如果你用的未越狱的肾6,那么你的密码基本上可以肯定是通过网银泄露,今年工行电子银行进行过一次升级,将手机银行与网银密码统一。
如果你用的越狱或者非苹果,那么可能泄露的渠道就多了去了,基本不登录并不代表没有登录过,哪怕就是那一次登录正好有木马。
当然也有人提到会不会是撞库泄露密码,当然有这个可能,不过我以为极小极小,我不太相信一个银行的密钥保存会如此不堪一击,至少在乌云曝出漏洞前我以为不太可能。
2.这一步根据今天下午坛友的说法,工行存在一定违规的过错——没有贯彻银监会对于初次开通投资交易需授权的规定
说实话,我不敢确定,因为还没去翻银监会的条例。另外我自己的都是很早很早就开了,我也不确定到底有没有验证还是说现在取消验证了
3.这一步是整个犯罪流程的核心环节,第二步可以通过多种渠道扣款,但是谨记——不管怎么扣,资金还是属于客户账户,虽然买贵金属多少有点损失。但是第三步可以实现将客户资金转出,从而达到非法牟利。所以关于工银e支付的风险分析便是关键——
在初次开通工银e支付时,只需要手机验证码,于是受害人大多在这个环节将验证码告知了犯罪分子,从而被骗。
很难说这是一个漏洞,95588给客户预留手机号下发验证码客户亲口自愿告知了犯罪分子从而导致资金的损失,是犯罪分子太聪明还是客户些许无知?
在这个问题上,工行的问题在于安全验证不足,过于强调便利性。

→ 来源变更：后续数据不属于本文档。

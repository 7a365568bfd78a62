//! sociograph-core: shared types, configuration, and error handling.
//!
//! This crate provides the foundation used by the graph access layer and the
//! console front-end:
//! - `PersonRecord` / `GraphStats` result types
//! - `AttributeName`, the validated custom-attribute identifier
//! - `AppConfig` loaded from file, environment, and defaults

pub mod config;
pub mod error;
pub mod types;

pub use config::AppConfig;
pub use error::ConfigError;
pub use types::{AttributeName, GraphStats, PersonRecord};
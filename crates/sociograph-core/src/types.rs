//! Core domain types for the social graph.

use std::fmt;
use std::str::FromStr;

use serde::{Deserialize, Serialize};

use crate::error::ConfigError;

// ── Custom attribute ──────────────────────────────────────────────

/// The operator-chosen property name applied to every person
/// (e.g. "profession", "hobby").
///
/// The name is interpolated into Cypher text when building the schema index
/// and property accessors, so it is restricted to a plain identifier:
/// `[A-Za-z_][A-Za-z0-9_]*`. The attribute *value* is always passed as a
/// query parameter and needs no such restriction.
#[derive(Debug, Clone, Serialize, PartialEq, Eq)]
pub struct AttributeName(String);

impl AttributeName {
    pub fn new(name: &str) -> Result<Self, ConfigError> {
        let mut chars = name.chars();
        let valid = match chars.next() {
            Some(c) if c.is_ascii_alphabetic() || c == '_' => {
                chars.all(|c| c.is_ascii_alphanumeric() || c == '_')
            }
            _ => false,
        };
        if valid {
            Ok(Self(name.to_string()))
        } else {
            Err(ConfigError::InvalidAttribute {
                name: name.to_string(),
            })
        }
    }

    pub fn as_str(&self) -> &str {
        &self.0
    }
}

impl fmt::Display for AttributeName {
    fn fmt(&self, f: &mut fmt::Formatter<'_>) -> fmt::Result {
        f.write_str(&self.0)
    }
}

impl FromStr for AttributeName {
    type Err = ConfigError;

    fn from_str(s: &str) -> Result<Self, Self::Err> {
        Self::new(s)
    }
}

impl TryFrom<String> for AttributeName {
    type Error = ConfigError;

    fn try_from(s: String) -> Result<Self, Self::Error> {
        Self::new(&s)
    }
}

impl<'de> Deserialize<'de> for AttributeName {
    fn deserialize<D>(deserializer: D) -> Result<Self, D::Error>
    where
        D: serde::Deserializer<'de>,
    {
        let raw = String::deserialize(deserializer)?;
        AttributeName::new(&raw).map_err(serde::de::Error::custom)
    }
}

// ── Result records ────────────────────────────────────────────────

/// A person as returned from the store.
#[derive(Debug, Clone, Serialize, Deserialize, PartialEq, Eq)]
pub struct PersonRecord {
    /// Unique identity key.
    pub name: String,
    pub city: String,
    /// Value of the operator-configured custom attribute.
    pub custom: String,
}

/// Aggregate counts over the whole graph.
///
/// `friendships` counts each undirected edge exactly once, regardless of
/// which endpoint created it.
#[derive(Debug, Clone, Copy, Serialize, Deserialize, PartialEq, Eq, Default)]
pub struct GraphStats {
    pub persons: u64,
    pub friendships: u64,
}

#[cfg(test)]
mod tests {
    use super::*;

    #[test]
    fn attribute_name_accepts_identifiers() {
        for name in ["profession", "hobby", "_internal", "age2", "snake_case"] {
            assert!(AttributeName::new(name).is_ok(), "rejected {name}");
        }
    }

    #[test]
    fn attribute_name_rejects_non_identifiers() {
        for name in ["", "2fast", "with space", "p.city", "a-b", "p}) DETACH DELETE (q"] {
            assert!(AttributeName::new(name).is_err(), "accepted {name:?}");
        }
    }

    #[test]
    fn attribute_name_roundtrips_display() {
        let attr: AttributeName = "profession".parse().unwrap();
        assert_eq!(attr.to_string(), "profession");
        assert_eq!(attr.as_str(), "profession");
    }
}
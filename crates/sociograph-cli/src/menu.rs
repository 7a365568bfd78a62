//! Interactive numbered menu over a [`SocialStore`].
//!
//! The loop is generic over the store, so the same session code drives both
//! Neo4j and in-memory runs. One line of input selects an action; each
//! action prompts inline for its fields and prints a one-line result. Store
//! errors propagate out and terminate the session; invalid selections are
//! reported and the loop continues.

use colored::Colorize;
use dialoguer::Input;

use sociograph_core::AttributeName;
use sociograph_graph::SocialStore;

pub async fn run_session<S: SocialStore>(store: &S) -> anyhow::Result<()> {
    loop {
        print_menu(store.attribute());
        let choice: String = Input::new().with_prompt("Option").interact_text()?;
        match choice.trim() {
            "0" => break,
            "1" => add_person(store).await?,
            "2" => list_persons(store).await?,
            "3" => find_person(store).await?,
            "4" => create_friendship(store).await?,
            "5" => list_friends(store).await?,
            "6" => delete_friendship(store).await?,
            "7" => recommend_by_city(store).await?,
            "8" => recommend_by_attribute(store).await?,
            "9" => stats(store).await?,
            "10" => delete_person(store).await?,
            other => println!("{} Invalid option: {other}", "✗".red()),
        }
    }
    Ok(())
}

fn print_menu(attribute: &AttributeName) {
    println!();
    println!("{}", "=== SOCIOGRAPH ===".bold());
    println!(" 1. Add person");
    println!(" 2. List all persons");
    println!(" 3. Find person");
    println!(" 4. Create friendship");
    println!(" 5. List friends of a person");
    println!(" 6. Delete friendship");
    println!(" 7. Recommendations by city");
    println!(" 8. Recommendations by {attribute}");
    println!(" 9. Statistics");
    println!("10. Delete person");
    println!(" 0. Exit");
}

fn prompt(label: &str) -> anyhow::Result<String> {
    let value: String = Input::new().with_prompt(label).interact_text()?;
    Ok(value.trim().to_string())
}

async fn add_person<S: SocialStore>(store: &S) -> anyhow::Result<()> {
    let name = prompt("Name")?;
    let city = prompt("City")?;
    let custom = prompt(store.attribute().as_str())?;
    if store.upsert_person(&name, &city, &custom).await? {
        println!("{} Saved", "✓".green());
    } else {
        println!("{} Not saved", "✗".red());
    }
    Ok(())
}

async fn list_persons<S: SocialStore>(store: &S) -> anyhow::Result<()> {
    let persons = store.list_persons().await?;
    if persons.is_empty() {
        println!("No persons yet");
        return Ok(());
    }
    let attribute = store.attribute();
    for person in persons {
        println!(
            "- {} | {} | {attribute}={}",
            person.name.cyan(),
            person.city,
            person.custom
        );
    }
    Ok(())
}

async fn find_person<S: SocialStore>(store: &S) -> anyhow::Result<()> {
    let name = prompt("Name")?;
    match store.get_person(&name).await? {
        Some(record) => println!("{}", serde_json::to_string_pretty(&record)?),
        None => println!("Not found"),
    }
    Ok(())
}

async fn create_friendship<S: SocialStore>(store: &S) -> anyhow::Result<()> {
    let a = prompt("Person A")?;
    let b = prompt("Person B")?;
    if store.create_friendship(&a, &b).await? {
        println!("{} Friendship created", "✓".green());
    } else {
        println!("{} Not created", "✗".red());
    }
    Ok(())
}

async fn list_friends<S: SocialStore>(store: &S) -> anyhow::Result<()> {
    let name = prompt("Name")?;
    let friends = store.list_friends(&name).await?;
    if friends.is_empty() {
        println!("No friends");
    } else {
        println!("Friends: {}", friends.join(", "));
    }
    Ok(())
}

async fn delete_friendship<S: SocialStore>(store: &S) -> anyhow::Result<()> {
    let a = prompt("Person A")?;
    let b = prompt("Person B")?;
    let removed = store.delete_friendship(&a, &b).await?;
    println!("Friendships removed: {removed}");
    Ok(())
}

async fn recommend_by_city<S: SocialStore>(store: &S) -> anyhow::Result<()> {
    let name = prompt("Name")?;
    print_suggestions(store.recommend_by_city(&name).await?);
    Ok(())
}

async fn recommend_by_attribute<S: SocialStore>(store: &S) -> anyhow::Result<()> {
    let name = prompt("Name")?;
    print_suggestions(store.recommend_by_attribute(&name).await?);
    Ok(())
}

fn print_suggestions(suggestions: Vec<String>) {
    if suggestions.is_empty() {
        println!("No suggestions");
    } else {
        println!("Suggestions: {}", suggestions.join(", "));
    }
}

async fn stats<S: SocialStore>(store: &S) -> anyhow::Result<()> {
    let stats = store.stats().await?;
    println!(
        "Persons={} | Friendships={}",
        stats.persons, stats.friendships
    );
    Ok(())
}

async fn delete_person<S: SocialStore>(store: &S) -> anyhow::Result<()> {
    let name = prompt("Name")?;
    if store.delete_person(&name).await? == 1 {
        println!("{} Deleted", "✓".green());
    } else {
        println!("No such person");
    }
    Ok(())
}
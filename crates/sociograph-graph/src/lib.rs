//! sociograph-graph: the graph access layer.
//!
//! All reads and writes against the social graph flow through this crate.
//! The operation surface is the [`SocialStore`] trait; [`GraphClient`]
//! implements it against Neo4j over Bolt, [`MemoryStore`] implements it
//! against an in-process adjacency map for tests and offline runs.

pub mod client;
pub mod memory;
pub mod mutations;
pub mod queries;
pub mod store;

pub use client::{GraphClient, GraphError};
pub use memory::MemoryStore;
pub use store::SocialStore;
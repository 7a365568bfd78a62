//! Error types for configuration and startup.

use thiserror::Error;

#[derive(Error, Debug)]
pub enum ConfigError {
    #[error("invalid custom attribute name {name:?}: must match [A-Za-z_][A-Za-z0-9_]*")]
    InvalidAttribute { name: String },

    #[error("failed to load configuration: {0}")]
    Load(#[from] config::ConfigError),
}
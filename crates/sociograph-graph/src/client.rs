//! Neo4j connection management and shared graph client.

use neo4rs::{ConfigBuilder, Graph, Query};

use sociograph_core::{AppConfig, AttributeName};

/// Errors from graph operations.
#[derive(Debug, thiserror::Error)]
pub enum GraphError {
    #[error("Neo4j connection error: {0}")]
    Connection(String),

    #[error("Neo4j query error: {0}")]
    Query(#[from] neo4rs::Error),

    #[error("Serialization error: {0}")]
    Serialization(String),
}

/// Neo4j graph client. Clone is cheap (inner Arc).
///
/// Holds the configured custom-attribute name because that name is part of
/// the person schema: it appears in the schema index and in every query that
/// reads or writes the custom property. The name is validated at
/// construction ([`AttributeName`]), never raw operator input.
#[derive(Clone)]
pub struct GraphClient {
    graph: Graph,
    attribute: AttributeName,
}

impl GraphClient {
    /// Connect to Neo4j with the given configuration.
    pub async fn connect(config: &AppConfig, attribute: AttributeName) -> Result<Self, GraphError> {
        let neo_config = ConfigBuilder::default()
            .uri(&config.uri)
            .user(&config.user)
            .password(&config.password)
            .build()
            .map_err(|e| GraphError::Connection(e.to_string()))?;

        let graph = Graph::connect(neo_config)
            .await
            .map_err(|e| GraphError::Connection(e.to_string()))?;

        tracing::info!(uri = %config.uri, attribute = %attribute, "Connected to Neo4j");
        Ok(Self { graph, attribute })
    }

    /// The configured custom-attribute name.
    pub fn attribute_name(&self) -> &AttributeName {
        &self.attribute
    }

    /// Execute a write-only query (CREATE, MERGE, DELETE, SET).
    pub async fn run(&self, query: Query) -> Result<(), GraphError> {
        self.graph.run(query).await?;
        Ok(())
    }

    /// Execute a read query and collect all rows.
    pub async fn query_rows(&self, query: Query) -> Result<Vec<neo4rs::Row>, GraphError> {
        let mut stream = self.graph.execute(query).await?;
        let mut rows = Vec::new();
        while let Some(row) = stream.next().await? {
            rows.push(row);
        }
        Ok(rows)
    }

    /// Execute a read query and return the first row, if any.
    pub async fn query_one(&self, query: Query) -> Result<Option<neo4rs::Row>, GraphError> {
        let mut stream = self.graph.execute(query).await?;
        Ok(stream.next().await?)
    }
}
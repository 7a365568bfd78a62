//! Write operations against the social graph.
//!
//! Person upserts use MERGE on the name key so re-adding an existing person
//! overwrites city and the custom attribute instead of duplicating the node.
//! Friendship edges are MERGEd on the *undirected* pattern, which is what
//! makes the relationship symmetric and duplicate-free: a repeat request
//! from either endpoint matches the existing edge in whichever direction it
//! was stored.
//!
//! The custom-attribute name is the only identifier interpolated into query
//! text; it is a validated [`sociograph_core::AttributeName`], never raw
//! input. Attribute values always travel as `$` parameters.

use chrono::Utc;
use neo4rs::query;

use crate::client::{GraphClient, GraphError};

impl GraphClient {
    // ── Schema bootstrap ─────────────────────────────────────────

    /// Create the uniqueness constraint on Person.name and the lookup
    /// indexes on city and the custom attribute. All statements use
    /// `IF NOT EXISTS`, so this is safe on every startup.
    pub async fn ensure_schema(&self) -> Result<(), GraphError> {
        let attr = self.attribute_name();
        let statements = [
            "CREATE CONSTRAINT person_name_unique IF NOT EXISTS \
             FOR (p:Person) REQUIRE p.name IS UNIQUE"
                .to_string(),
            "CREATE INDEX person_city IF NOT EXISTS FOR (p:Person) ON (p.city)".to_string(),
            format!("CREATE INDEX person_{attr} IF NOT EXISTS FOR (p:Person) ON (p.{attr})"),
        ];

        for cypher in statements {
            self.run(query(&cypher)).await?;
        }
        tracing::debug!(attribute = %attr, "Schema ensured");
        Ok(())
    }

    // ── Persons ──────────────────────────────────────────────────

    /// Insert or update a person, keyed by name.
    pub async fn upsert_person(
        &self,
        name: &str,
        city: &str,
        custom_value: &str,
    ) -> Result<bool, GraphError> {
        let attr = self.attribute_name();
        let cypher = format!(
            "MERGE (p:Person {{name: $name}})
             ON CREATE SET p.created_at = $now
             SET p.city = $city, p.{attr} = $value, p.updated_at = $now
             RETURN p.name AS name"
        );

        let q = query(&cypher)
            .param("name", name.to_string())
            .param("city", city.to_string())
            .param("value", custom_value.to_string())
            .param("now", Utc::now().to_rfc3339());

        Ok(self.query_one(q).await?.is_some())
    }

    /// Delete a person and all incident friendship edges.
    /// Returns the number of persons removed (0 or 1).
    pub async fn delete_person(&self, name: &str) -> Result<u64, GraphError> {
        let q = query(
            "MATCH (p:Person {name: $name})
             DETACH DELETE p
             RETURN count(p) AS deleted",
        )
        .param("name", name.to_string());

        match self.query_one(q).await? {
            Some(row) => Ok(row.get::<i64>("deleted").unwrap_or(0) as u64),
            None => Ok(0),
        }
    }

    // ── Friendship ───────────────────────────────────────────────

    /// Create the single undirected FRIEND_OF edge between two persons.
    ///
    /// Self-friendship is rejected before any store round-trip. If either
    /// person is missing the MATCH yields no rows and the result is `false`.
    pub async fn create_friendship(&self, a: &str, b: &str) -> Result<bool, GraphError> {
        if a == b {
            return Ok(false);
        }
        let q = query(
            "MATCH (pa:Person {name: $a}), (pb:Person {name: $b})
             MERGE (pa)-[:FRIEND_OF]-(pb)
             RETURN true AS ok",
        )
        .param("a", a.to_string())
        .param("b", b.to_string());

        match self.query_one(q).await? {
            Some(row) => Ok(row.get::<bool>("ok").unwrap_or(false)),
            None => Ok(false),
        }
    }

    /// Delete the friendship edge between two persons, matching it in
    /// either direction. Returns the number of edges removed (0 or 1).
    pub async fn delete_friendship(&self, a: &str, b: &str) -> Result<u64, GraphError> {
        let q = query(
            "MATCH (:Person {name: $a})-[r:FRIEND_OF]-(:Person {name: $b})
             DELETE r
             RETURN count(r) AS deleted",
        )
        .param("a", a.to_string())
        .param("b", b.to_string());

        match self.query_one(q).await? {
            Some(row) => Ok(row.get::<i64>("deleted").unwrap_or(0) as u64),
            None => Ok(0),
        }
    }
}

很多工行黑在此类案件集中爆发后都会补刀,为何我用的其他银行都没出问题继而推出工行有重大过错。非也。其他银行没出问题只是因为没有工银e支付这个业务。工银e支付这个业务是工行近两年面对第三方支付的巨大压力下推出的,主打便利性,比起原来支付需要U盾密码器着实方便不少,毕竟没谁天天都揣着那俩玩意儿。
四、每一步的应对措施 1.网银手机银行密码泄露并不能构成实质性威胁,没有e支付犯罪分子并不能获取客户资金。不过既然不能防范密码的泄露,那就好好利用一下工行提供的安全防范措施。网银工银信使可以免费定制“网银手机银行登陆动态短信提醒”,一旦登陆便会有类似下图的短信提醒,如非本人登陆直接转发95588便可强制退出。